But none of this was of concern to him. He had no intention of remaining in the same room with her. What was his sister thinking of to do such a thing to him? Where
was
Hetty? He quickly scanned the room.

“Your sister hasn’t come down yet, Lord Jamison,” Gwen told him.

“So I see. Good afternoon, Lady Rowle. Do you really think our Hetty will appear?”

“Well, I—Oh!” Gwen breathed, a blush suffusing her cheeks.

“Exactly so,” said Drew in disgust. “I’m very much afraid my incorrigible sister has tricked us again. I … I’m sorry, Lady Rowle, I don’t know what to say … except to express my regret that I’m related to such a meddling ninnyhammer. There seems to be no way to control her machinations short of strangling her.” He gave Gwen a small smile and bowed stiffly. “If you’ll excuse me, I’ll go to find her right now and do that very thing. My fingers itch to wring her neck.”

Gwen, scarcely aware of what she was doing, held out a hand to him. “No, please,” she said, “don’t go—”

Drew paused at the door and turned to her with a quizzical look. “My dear Lady Rowle, surely you have not taken me literally. You need have no concern. Monster I may be, but I draw the line at murdering my own sister.”

Gwen reddened to the roots of her hair. “Drew! I didn’t mean—! Surely you don’t think I could ever believe—!”

Drew laughed shortly. “No, of course not. I couldn’t resist the jest, but it wasn’t a very kind one. I apologize. I’d better go, before I say … that is, I … Good day, ma’am.”

“Dr—Lord Jamison, could you not spare me a moment? Since fate—or rather, your sister—has seen fit to throw us together like this, it seems a good opportunity for me to say something I’ve wanted to say for many weeks.”

Drew hesitated. “I think I know what you want to say and, believe me, Lady Rowle, it is not necessary.”

“Not to you, perhaps, but very necessary to me.”

Drew shrugged. “Very well then, ma’am. I am at your disposal.”

“Won’t you sit down?” Gwen urged, patting a place beside her on the graceful white sofa.

“No, thank you,” Drew answered, unyielding. “I’ll stand here, with your permission.”

Gwen glanced up at him briefly, then lowered her eyes to the hands clasped in her lap. “Lord Jamison, I have become painfully aware of late that what you said about me that day at the Rose and Crown was true.”

“What I said about you? I’m sorry, but my recollections of that night are quite hazy. I don’t seem to recall—”

“You said that I make great errors in my judgment of the character of the men in my life. You were quite right. I learned that night how very great those errors were.”

“There is no need to dwell on past mistakes. No great harm has come to you, after all.”

“Hasn’t it?” She glanced up at him, but he quickly looked away. This conversation was making him feel uncomfortable. He edged toward the door. She saw the movement and tried again to hold him there. “I don’t want to make those errors again. Lord Jamison, can you forgive me for—?”

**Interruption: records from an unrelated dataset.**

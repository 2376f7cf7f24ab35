//! Filters: the morphing state-variable filter in the resonator loop plus
//! the small one-pole sections used around it.
//!
//! Every recursive state here is checked for finiteness after each update
//! and zeroed if it blew up, so a NaN can never circulate through a
//! feedback path.

use std::f64::consts::PI;

use super::mapping::{exp_map, unit};

const MIN_CUTOFF: f64 = 20.0;
const MAX_CUTOFF: f64 = 20_000.0;
const MIN_Q: f64 = 0.5;
const MAX_Q: f64 = 20.0;
/// Fraction of the largest stable integrator gain the filter will use.
const STABILITY_MARGIN: f64 = 0.98;

#[inline]
fn finite_or_zero(x: f64) -> f64 {
    if x.is_finite() { x } else { 0.0 }
}

/// Chamberlin state-variable filter with a continuous low → band → high
/// output morph.
#[derive(Debug, Clone)]
pub struct StateVariableFilter {
    pub frequency: f64,
    pub q: f64,
    /// Output morph in [0, 1]: 0 lowpass, 0.5 bandpass, 1 highpass.
    pub shape: f64,

    f: f64,
    q_inv: f64,

    low: f64,
    band: f64,
    high: f64,

    sample_rate: f64,
}

impl StateVariableFilter {
    pub fn new(sample_rate: f64) -> Self {
        let mut svf = StateVariableFilter {
            frequency: 1000.0,
            q: 1.0,
            shape: 0.0,
            f: 0.0,
            q_inv: 1.0,
            low: 0.0,
            band: 0.0,
            high: 0.0,
            sample_rate,
        };
        svf.update_coefficients();
        svf
    }

    fn update_coefficients(&mut self) {
        let cutoff = self.frequency.min(self.sample_rate * 0.49);
        self.q_inv = 1.0 / self.q.max(MIN_Q);
        // The recursion is stable only while f² + 2f/Q < 4.
        let f_max = (self.q_inv * self.q_inv + 4.0).sqrt() - self.q_inv;
        self.f = (2.0 * (PI * cutoff / self.sample_rate).sin()).min(f_max * STABILITY_MARGIN);
    }

    /// Normalized cutoff, exponential over 20 Hz to 20 kHz.
    pub fn set_frequency(&mut self, v: f64) {
        self.set_cutoff_hz(exp_map(v, MIN_CUTOFF, MAX_CUTOFF));
    }

    pub fn set_cutoff_hz(&mut self, hz: f64) {
        self.frequency = hz;
        self.update_coefficients();
    }

    /// Normalized resonance, exponential over Q 0.5 to 20.
    pub fn set_q(&mut self, v: f64) {
        self.q = exp_map(v, MIN_Q, MAX_Q);
        self.update_coefficients();
    }

    pub fn set_shape(&mut self, v: f64) {
        self.shape = unit(v);
    }

    /// Run one step; returns `(low, band, high)`.
    #[inline]
    pub fn tick(&mut self, input: f64) -> (f64, f64, f64) {
        self.low += self.f * self.band;
        self.high = input - self.low - self.q_inv * self.band;
        self.band += self.f * self.high;

        self.low = finite_or_zero(self.low);
        self.band = finite_or_zero(self.band);
        self.high = finite_or_zero(self.high);

        (self.low, self.band, self.high)
    }

    /// Run one step and return the shape-morphed output.
    #[inline]
    pub fn process(&mut self, input: f64) -> f64 {
        let (low, band, high) = self.tick(input);
        let out = if self.shape < 0.5 {
            let t = self.shape * 2.0;
            low * (1.0 - t) + band * t
        } else {
            let t = (self.shape - 0.5) * 2.0;
            band * (1.0 - t) + high * t
        };
        finite_or_zero(out)
    }

    pub fn reset(&mut self) {
        self.low = 0.0;
        self.band = 0.0;
        self.high = 0.0;
    }
}

/// `y = a·x + (1 - a)·y`
#[derive(Debug, Clone, Default)]
pub struct OnePoleLowpass {
    pub coefficient: f64,
    y1: f64,
}

impl OnePoleLowpass {
    pub fn new(coefficient: f64) -> Self {
        OnePoleLowpass { coefficient, y1: 0.0 }
    }

    #[inline]
    pub fn process(&mut self, x: f64) -> f64 {
        let a = self.coefficient;
        self.y1 = finite_or_zero(a * x + (1.0 - a) * self.y1);
        self.y1
    }

    pub fn reset(&mut self) {
        self.y1 = 0.0;
    }
}

/// `y = a·(y₁ + x - x₁)`
#[derive(Debug, Clone, Default)]
pub struct OnePoleHighpass {
    pub coefficient: f64,
    x1: f64,
    y1: f64,
}

impl OnePoleHighpass {
    pub fn new(coefficient: f64) -> Self {
        OnePoleHighpass { coefficient, x1: 0.0, y1: 0.0 }
    }

    #[inline]
    pub fn process(&mut self, x: f64) -> f64 {
        let y = finite_or_zero(self.coefficient * (self.y1 + x - self.x1));
        self.x1 = finite_or_zero(x);
        self.y1 = y;
        y
    }

    pub fn reset(&mut self) {
        self.x1 = 0.0;
        self.y1 = 0.0;
    }
}

/// DC blocker `y = x - x₁ + r·y₁`.
#[derive(Debug, Clone)]
pub struct DcBlocker {
    r: f64,
    x1: f64,
    y1: f64,
}

impl Default for DcBlocker {
    fn default() -> Self {
        DcBlocker { r: 0.995, x1: 0.0, y1: 0.0 }
    }
}

impl DcBlocker {
    pub fn new() -> Self {
        Self::default()
    }

    #[inline]
    pub fn process(&mut self, x: f64) -> f64 {
        let y = x - self.x1 + self.r * self.y1;
        if !y.is_finite() {
            self.reset();
            return 0.0;
        }
        self.x1 = x;
        self.y1 = y;
        y
    }

    pub fn reset(&mut self) {
        self.x1 = 0.0;
        self.y1 = 0.0;
    }
}

/// Exponentially smoothed rectified level.
#[derive(Debug, Clone)]
pub struct AmplitudeTracker {
    coefficient: f64,
    level: f64,
}

impl AmplitudeTracker {
    /// `time` is the smoothing time constant in seconds.
    pub fn new(sample_rate: f64, time: f64) -> Self {
        AmplitudeTracker {
            coefficient: (-1.0 / (time * sample_rate).max(1.0)).exp(),
            level: 0.0,
        }
    }

    #[inline]
    pub fn process(&mut self, x: f64) -> f64 {
        let c = self.coefficient;
        self.level = finite_or_zero(c * self.level + (1.0 - c) * x.abs());
        self.level
    }

    pub fn reset(&mut self) {
        self.level = 0.0;
    }
}
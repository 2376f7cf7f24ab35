//! Single-LFO modulation with mutually exclusive AM and FM.

use std::f64::consts::TAU;

use super::mapping::{exp_map, unit};

/// Sine LFO.
#[derive(Debug, Clone)]
pub struct Lfo {
    pub frequency: f64,
    phase: f64,
    sample_rate: f64,
}

impl Lfo {
    pub fn new(sample_rate: f64, frequency: f64) -> Self {
        Lfo { frequency, phase: 0.0, sample_rate }
    }

    /// Advance one sample and return the new value in [-1, 1].
    #[inline]
    pub fn next_sample(&mut self) -> f64 {
        self.phase = (self.phase + TAU * self.frequency / self.sample_rate).rem_euclid(TAU);
        self.phase.sin()
    }

    pub fn reset(&mut self) {
        self.phase = 0.0;
    }
}

/// Per-sample modulation outputs. `am` multiplies amplitude, `fm`
/// multiplies frequency; at most one of them differs from 1.
#[derive(Debug, Clone, Copy, PartialEq)]
pub struct ModulationState {
    pub lfo: f64,
    pub am: f64,
    pub fm: f64,
}

#[derive(Debug, Clone)]
pub struct ModulationModule {
    lfo: Lfo,
    am_depth: f64,
    fm_depth: f64,
}

impl ModulationModule {
    pub fn new(sample_rate: f64) -> Self {
        ModulationModule {
            lfo: Lfo::new(sample_rate, 5.0),
            am_depth: 0.0,
            fm_depth: 0.0,
        }
    }

    /// Exponential 0.1 Hz to 20 Hz.
    pub fn set_frequency(&mut self, v: f64) {
        self.lfo.frequency = exp_map(v, 0.1, 20.0);
    }

    pub fn frequency(&self) -> f64 {
        self.lfo.frequency
    }

    /// Bipolar control: below 0.5 is AM depth, above 0.5 is FM depth,
    /// 0.5 is off.
    pub fn set_type_level(&mut self, v: f64) {
        let v = unit(v);
        if v < 0.5 {
            self.am_depth = (0.5 - v) * 2.0;
            self.fm_depth = 0.0;
        } else {
            self.am_depth = 0.0;
            self.fm_depth = (v - 0.5) * 2.0;
        }
    }

    #[inline]
    pub fn process(&mut self) -> ModulationState {
        let lfo = self.lfo.next_sample();
        ModulationState {
            lfo,
            am: 1.0 - self.am_depth * 0.5 + lfo * self.am_depth * 0.5,
            fm: 1.0 + lfo * self.fm_depth * 0.1,
        }
    }

    pub fn reset(&mut self) {
        self.lfo.reset();
    }
}

#[cfg(test)]
mod tests {
    use super::*;

    const SR: f64 = 44100.0;

    fn run(type_level: f64) -> Vec<ModulationState> {
        let mut m = ModulationModule::new(SR);
        m.set_frequency(1.0);
        m.set_type_level(type_level);
        (0..SR as usize).map(|_| m.process()).collect()
    }

    #[test]
    fn am_and_fm_are_exclusive() {
        for k in 0..=20 {
            let v = k as f64 / 20.0;
            for s in run(v) {
                if v < 0.5 {
                    assert!((s.fm - 1.0).abs() < 0.001, "FM leaked at {v}: {}", s.fm);
                }
                if v > 0.5 {
                    assert!((s.am - 1.0).abs() < 0.001, "AM leaked at {v}: {}", s.am);
                }
            }
        }
    }

    #[test]
    fn centre_is_silent() {
        for s in run(0.5) {
            assert_eq!(s.am, 1.0);
            assert_eq!(s.fm, 1.0);
        }
    }

    #[test]
    fn full_depth_ranges() {
        let am = run(0.0);
        let lo = am.iter().map(|s| s.am).fold(f64::MAX, f64::min);
        let hi = am.iter().map(|s| s.am).fold(f64::MIN, f64::max);
        assert!(lo >= 0.0 && lo < 0.01, "AM minimum {lo}");
        assert!(hi <= 1.0 && hi > 0.99, "AM maximum {hi}");

        let fm = run(1.0);
        let lo = fm.iter().map(|s| s.fm).fold(f64::MAX, f64::min);
        let hi = fm.iter().map(|s| s.fm).fold(f64::MIN, f64::max);
        assert!((lo - 0.9).abs() < 0.001 && (hi - 1.1).abs() < 0.001, "FM {lo}..{hi}");
    }

    #[test]
    fn frequency_mapping() {
        let mut m = ModulationModule::new(SR);
        m.set_frequency(0.0);
        assert!((m.frequency() - 0.1).abs() < 1e-12);
        m.set_frequency(1.0);
        assert!((m.frequency() - 20.0).abs() < 1e-9);
    }

    #[test]
    fn reset_restarts_phase() {
        let mut m = ModulationModule::new(SR);
        m.set_type_level(0.0);
        let first = m.process();
        for _ in 0..1234 {
            m.process();
        }
        m.reset();
        assert_eq!(m.process(), first);
    }
}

“Lady Rowle, please! You’ve already apologized for the events of that day.”

“And for all the rest? May I do so for all the rest?”

He sighed. “There’s no purpose in pursuing all this.”

“Is there no purpose in my telling you that I now understand that you intended Sir George no real harm that day?”

“No, ma’am. No purpose at all.”

“And no purpose in my saying that I now realize that you were not responsible for Tom’s accident, either?”

“It is not necessary to tell me that either, Lady Rowle.”

“Or in saying that my assessment of your character—what I thought of as your propensity for violence—was in error from the very beginning?”

“I see nothing to be gained by any of this,” he insisted.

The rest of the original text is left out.